What Keeps Agency Principals Awake At Night

For the most part, agency principals love the challenge of running an entrepreneurial enterprise. The difficulties are real, but they wouldn’t have it any other way. The only common denominator is their aptitude for risk, and they are very good at leveraging that advantage. Otherwise they are different people who look for different things from their experience.

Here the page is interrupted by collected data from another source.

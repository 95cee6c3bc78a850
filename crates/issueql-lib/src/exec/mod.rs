//! Query execution: paginated fetching, aggregation, run lifecycle.
//!
//! The search backend is abstracted behind [`SearchClient`] so the whole
//! pipeline runs against an in-memory fake in tests. A compiled query unit
//! may hold several sub-queries (one per query line); each is fetched page
//! by page up to a cap, then the batches are merged and deduplicated by
//! [`aggregate`].

mod aggregate;
mod cancel;
mod runner;

#[cfg(test)]
mod runner_tests;

use async_trait::async_trait;
use chrono::{DateTime, Utc};
use serde::{Deserialize, Serialize};

use crate::compile::{CompiledQuery, SortOrder};

pub use aggregate::{Aggregated, SubQueryBatch, aggregate, status_line};
pub use cancel::CancelToken;
pub use runner::{CellRun, CellRunner, RunStatus, run_all};

/// Results fetched per page. The search API serves at most this many.
pub const PAGE_SIZE: u32 = 100;

/// Per-sub-query fetch cap. Results beyond this are reported as truncation,
/// never fetched.
pub const FETCH_CAP: u64 = 1000;

#[derive(Debug, Clone, Copy, PartialEq, Eq, Serialize, Deserialize)]
#[serde(rename_all = "lowercase")]
pub enum ItemState {
    Open,
    Closed,
}

/// One search result: an issue or pull request.
#[derive(Debug, Clone, PartialEq, Eq, Serialize, Deserialize)]
pub struct Item {
    /// Canonical URL, also the identity used for deduplication.
    pub url: String,
    /// `owner/name` slug of the repository the item lives in.
    pub repository: String,
    pub number: u64,
    pub title: String,
    pub state: ItemState,
    pub author: String,
    pub labels: Vec<String>,
    pub assignees: Vec<String>,
    pub comments: u64,
    pub reactions: u64,
    pub created_at: DateTime<Utc>,
    pub updated_at: DateTime<Utc>,
    pub is_pull_request: bool,
}

impl Item {
    /// Total engagement, the `interactions` sort key.
    pub fn interactions(&self) -> u64 {
        self.comments + self.reactions
    }
}

/// One page request against the search API.
#[derive(Debug, Clone, PartialEq, Eq)]
pub struct SearchRequest<'a> {
    pub q: &'a str,
    pub sort: Option<&'a str>,
    pub order: SortOrder,
    /// 1-based page index.
    pub page: u32,
    pub per_page: u32,
}

#[derive(Debug, Clone, PartialEq, Eq)]
pub struct SearchPage {
    pub items: Vec<Item>,
    /// Server-side total match count, independent of pagination.
    pub total_count: u64,
}

/// Failure reported by the search backend.
#[derive(Debug, Clone, thiserror::Error)]
#[error("{message}")]
pub struct SearchError {
    message: String,
}

impl SearchError {
    pub fn new(message: impl Into<String>) -> Self {
        Self {
            message: message.into(),
        }
    }
}

#[derive(Debug, thiserror::Error)]
pub enum ExecError {
    #[error("search request failed: {0}")]
    Search(#[from] SearchError),
    #[error("run cancelled")]
    Cancelled,
}

/// Search backend abstraction. The production implementation talks to the
/// issue search HTTP API; tests substitute an in-memory fake.
#[async_trait]
pub trait SearchClient: Send + Sync {
    async fn search(
        &self,
        request: SearchRequest<'_>,
        cancel: &CancelToken,
    ) -> Result<SearchPage, SearchError>;
}

/// Fetches one sub-query to completion: page after page until the result set
/// or the fetch cap is exhausted. Checks for cancellation between pages.
pub async fn fetch_sub_query(
    client: &dyn SearchClient,
    compiled: &CompiledQuery,
    cancel: &CancelToken,
) -> Result<SubQueryBatch, ExecError> {
    let mut items = Vec::new();
    let mut total_count = 0u64;
    let mut page = 1u32;

    loop {
        let request = SearchRequest {
            q: &compiled.q,
            sort: compiled.sort.as_deref(),
            order: compiled.order,
            page,
            per_page: PAGE_SIZE,
        };

        let result = tokio::select! {
            _ = cancel.cancelled() => return Err(ExecError::Cancelled),
            result = client.search(request, cancel) => result?,
        };

        total_count = result.total_count;
        let fetched = result.items.len();
        items.extend(result.items);
        tracing::debug!(q = %compiled.q, page, fetched, total_count, "fetched page");

        let target = total_count.min(FETCH_CAP);
        if fetched == 0 || items.len() as u64 >= target {
            break;
        }
        page += 1;
    }

    Ok(SubQueryBatch {
        items,
        total_count,
        sort: compiled.sort.clone(),
        order: compiled.order,
    })
}

/// Fetches all sub-queries of one unit concurrently and aggregates the
/// batches. Fails fast: the first error or cancellation aborts the unit.
pub async fn execute_unit(
    client: &dyn SearchClient,
    queries: &[CompiledQuery],
    cancel: &CancelToken,
) -> Result<Aggregated, ExecError> {
    let batches = futures::future::try_join_all(
        queries
            .iter()
            .map(|compiled| fetch_sub_query(client, compiled, cancel)),
    )
    .await?;
    Ok(aggregate(batches))
}
//! Typed AST wrappers over CST nodes.
//!
//! Each struct wraps a `SyntaxNode` and provides typed accessors.
//! Cast is infallible for correct `SyntaxKind` - validation happens elsewhere.

use rowan::TextRange;

use super::cst::{SyntaxKind, SyntaxNode, SyntaxToken};

macro_rules! ast_node {
    ($name:ident, $kind:ident) => {
        #[derive(Debug, Clone, PartialEq, Eq, Hash)]
        pub struct $name(SyntaxNode);

        impl $name {
            pub fn cast(node: SyntaxNode) -> Option<Self> {
                (node.kind() == SyntaxKind::$kind).then(|| Self(node))
            }

            pub fn as_cst(&self) -> &SyntaxNode {
                &self.0
            }

            pub fn range(&self) -> TextRange {
                self.0.text_range()
            }
        }
    };
}

ast_node!(Root, Root);
ast_node!(Query, Query);
ast_node!(VarDef, VarDef);
ast_node!(VarRef, VarRef);
ast_node!(QualifiedValue, QualifiedValue);
ast_node!(Literal, Literal);
ast_node!(SortBy, SortBy);
ast_node!(Missing, Missing);

/// Top-level statement: one line of the document.
#[derive(Debug, Clone, PartialEq, Eq, Hash)]
pub enum Statement {
    Query(Query),
    VarDef(VarDef),
}

impl Statement {
    pub fn cast(node: SyntaxNode) -> Option<Self> {
        match node.kind() {
            SyntaxKind::Query => Query::cast(node).map(Statement::Query),
            SyntaxKind::VarDef => VarDef::cast(node).map(Statement::VarDef),
            _ => None,
        }
    }
}

/// One filter term inside a query body.
#[derive(Debug, Clone, PartialEq, Eq, Hash)]
pub enum Term {
    Literal(Literal),
    VarRef(VarRef),
    QualifiedValue(QualifiedValue),
}

impl Term {
    pub fn cast(node: SyntaxNode) -> Option<Self> {
        match node.kind() {
            SyntaxKind::Literal => Literal::cast(node).map(Term::Literal),
            SyntaxKind::VarRef => VarRef::cast(node).map(Term::VarRef),
            SyntaxKind::QualifiedValue => QualifiedValue::cast(node).map(Term::QualifiedValue),
            _ => None,
        }
    }

    pub fn as_cst(&self) -> &SyntaxNode {
        match self {
            Term::Literal(n) => n.as_cst(),
            Term::VarRef(n) => n.as_cst(),
            Term::QualifiedValue(n) => n.as_cst(),
        }
    }
}

impl Root {
    pub fn statements(&self) -> impl Iterator<Item = Statement> + '_ {
        self.0.children().filter_map(Statement::cast)
    }

    pub fn queries(&self) -> impl Iterator<Item = Query> + '_ {
        self.0.children().filter_map(Query::cast)
    }

    pub fn var_defs(&self) -> impl Iterator<Item = VarDef> + '_ {
        self.0.children().filter_map(VarDef::cast)
    }
}

impl VarDef {
    pub fn name_token(&self) -> Option<SyntaxToken> {
        self.0
            .children_with_tokens()
            .filter_map(|it| it.into_token())
            .find(|t| t.kind() == SyntaxKind::VariableName)
    }

    /// Variable name including the `$` sigil, as written.
    pub fn name(&self) -> Option<String> {
        self.name_token().map(|t| t.text().to_string())
    }

    pub fn body(&self) -> Option<Query> {
        self.0.children().find_map(Query::cast)
    }
}

impl Query {
    pub fn terms(&self) -> impl Iterator<Item = Term> + '_ {
        self.0.children().filter_map(Term::cast)
    }

    pub fn sort_by(&self) -> Option<SortBy> {
        self.0.children().find_map(SortBy::cast)
    }

    pub fn qualified_values(&self) -> impl Iterator<Item = QualifiedValue> + '_ {
        self.0.children().filter_map(QualifiedValue::cast)
    }
}

impl VarRef {
    /// Reference name including the `$` sigil.
    pub fn name(&self) -> String {
        self.0.text().to_string()
    }
}

impl QualifiedValue {
    /// True for `-qualifier:value`.
    pub fn negated(&self) -> bool {
        self.0
            .children_with_tokens()
            .filter_map(|it| it.into_token())
            .next()
            .is_some_and(|t| t.kind() == SyntaxKind::Dash)
    }

    pub fn name_token(&self) -> Option<SyntaxToken> {
        self.0
            .children_with_tokens()
            .filter_map(|it| it.into_token())
            .find(|t| t.kind() == SyntaxKind::Word)
    }

    pub fn name(&self) -> String {
        self.name_token().map_or(String::new(), |t| t.text().to_string())
    }

    /// Everything after the colon, exactly as written (`>5`, `a,b`, `"x y"`).
    pub fn value_text(&self) -> String {
        let mut out = String::new();
        let mut seen_colon = false;
        for element in self.0.children_with_tokens() {
            match element {
                rowan::NodeOrToken::Token(t) => {
                    if seen_colon {
                        out.push_str(t.text());
                    } else if t.kind() == SyntaxKind::Colon {
                        seen_colon = true;
                    }
                }
                rowan::NodeOrToken::Node(n) => {
                    if seen_colon {
                        out.push_str(&n.text().to_string());
                    }
                }
            }
        }
        out
    }

    /// Range of the value portion: everything between the colon and the node
    /// end. `None` when the colon itself is missing.
    pub fn value_range(&self) -> Option<TextRange> {
        let colon = self
            .0
            .children_with_tokens()
            .filter_map(|it| it.into_token())
            .find(|t| t.kind() == SyntaxKind::Colon)?;
        Some(TextRange::new(colon.text_range().end(), self.range().end()))
    }

    /// The comma-separated value alternatives (one entry for plain values).
    pub fn values(&self) -> impl Iterator<Item = Literal> + '_ {
        self.0.children().filter_map(Literal::cast)
    }

    /// True when the value is a comparison or range rather than a plain literal.
    pub fn has_comparison(&self) -> bool {
        self.0
            .children_with_tokens()
            .filter_map(|it| it.into_token())
            .any(|t| {
                matches!(
                    t.kind(),
                    SyntaxKind::Gt
                        | SyntaxKind::Gte
                        | SyntaxKind::Lt
                        | SyntaxKind::Lte
                        | SyntaxKind::Range
                )
            })
    }
}

impl Literal {
    /// Exact source text, quotes included for quoted literals.
    pub fn text(&self) -> String {
        self.0.text().to_string()
    }

    /// Literal content with surrounding quotes stripped and escapes resolved.
    pub fn unquoted(&self) -> String {
        let raw = self.text();
        if !raw.starts_with('"') {
            return raw;
        }
        let inner = raw
            .strip_prefix('"')
            .and_then(|s| s.strip_suffix('"').or(Some(s)))
            .unwrap_or(&raw);
        let mut out = String::with_capacity(inner.len());
        let mut chars = inner.chars();
        while let Some(c) = chars.next() {
            if c == '\\' {
                if let Some(escaped) = chars.next() {
                    out.push(escaped);
                }
            } else {
                out.push(c);
            }
        }
        out
    }
}

impl SortBy {
    pub fn value(&self) -> Option<Literal> {
        self.0.children().find_map(Literal::cast)
    }

    /// The raw `field-order` text, e.g. `created-desc`.
    pub fn value_text(&self) -> Option<String> {
        self.value().map(|v| v.text())
    }
}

But their greatest fears–what keeps them up at night–are surprisingly similar. It took me years and hundreds of interviews to see the patterns. I could make a recommendation that was easily supported, only to find an invisible barrier that kept a principal from exercising what otherwise would be good judgment. I’ll list those fears that you’ll bump up against as you manage your own creative firm. Maybe you’ll see yourself in a few of these and then adjust your reactions accordingly:

  1. Losing That Critical Employee Who Finally Lets Me Pull Out Of The Day To Day. As your shop grows, you personally take on more of the heavy lifting, forming more of a bottleneck in the process. You know what sort of people you’d like to hire, but you just can’t afford them yet. As soon as you can, though, you begin filling those slots with more qualified people. Often their performance is judged primarily by how effectively they free you from the weightier responsibilities that you need to shed. “Ann is invaluable to me because she’s the first person who can handle a client crisis on her own.” Or “Stephan guides the staff by answering a hundred questions every day so that I can focus on new business.” Or “Judy is the only person at our studio besides me who can close new business.” Or “Tim has raised the quality of our work far beyond what even I was capable of.” So when you have someone who helps you breathe easier in these four areas (clients, employees, prospects, creative), you might understandably overvalue their contribution, be too quick to give them partnership, or let them get away with bad behavior. It took you so long to find that first really capable person that you assume that finding the next one will be just as hard. It won’t, and be sure that clear values are driving your decision making.
  2. Employees Knowing How Much I Make. I publish specific metrics for what principals should make, keyed to the size of the firm, and most principals are right at or just under that range. But for some reason, principals are nervous about employees knowing what they make, especially if it’s what they deem to be a lot. The reality is that well-managed employees operating within a great culture couldn’t care less if you make a lot of money. In fact, great employees will support that notion. If you’re stingy with them or abusing them in other ways, they’ll hate the double standard. By the way, there’s a very direct but inverse relationship between how open principals are about the finances and how well they and the firm are doing. The most poorly performing agencies are the most open about their finances.
  3. Ungratefulness, Or Being Taken Advantage Of. Principals are very different from each other. Some are introverts. Some value control. Some believe in process. But the common struggle all of them have is feeling like someone is taking advantage of them. That’s the flip side of aptitude for risk, and organizational development scientists know that but haven’t yet figured out the cause. You’ll see this in yourself when you determine what bonuses will look like this year, when you guide the policy on remote work from home, when you have a discussion about a title change, etc. Just recognize that you have a tendency to overreact when you’re feeling this way–it’s very common and comes with the territory.
  4. How We Compare to Other Firms. Many principals are obsessed with how well they are doing in relation to their peers. They pump new employees about it, scan competitor’s websites, quiz common freelancers or suppliers, and generally want to know how they measure up in every way. (This doesn’t translate to awards, which most everyone knows are a bit of a sham, but everything else is fair game.) They’ll care more about doing better than a rival firm than whether they meet more objective performance criteria. It comes with their competitive natures.
  5. Perception that the Firm is in Trouble. This is something that principals avoid at nearly any cost. They might continue a tradition even when they can’t afford it, hold onto people longer than they should, or not even consider bringing the firm to an orderly dissolution. Not because it’s not the right thing to do but because it smacks of failure. I really understand this, too. To pull off running a firm like you do requires a certain level of confidence. Pierce that confidence and you falter in front of clients, lose some of the killer instinct that’s served you so well, and so on. It’s good to recognize this in yourself, though, and not be trapped by your own fears of perception. Part of the new authenticity pervading our world is that there is less stigma around “failure” and I think that’s a very healthy development.

What keeps you awake at night? Do you struggle making the right decisions when fear has too large a role? Do you have a trusted colleague or competitor or business associate who can help you think objectively when you’re struggling?

I hope this helps you realize that there are many effective principals like yourself who struggle with the same things.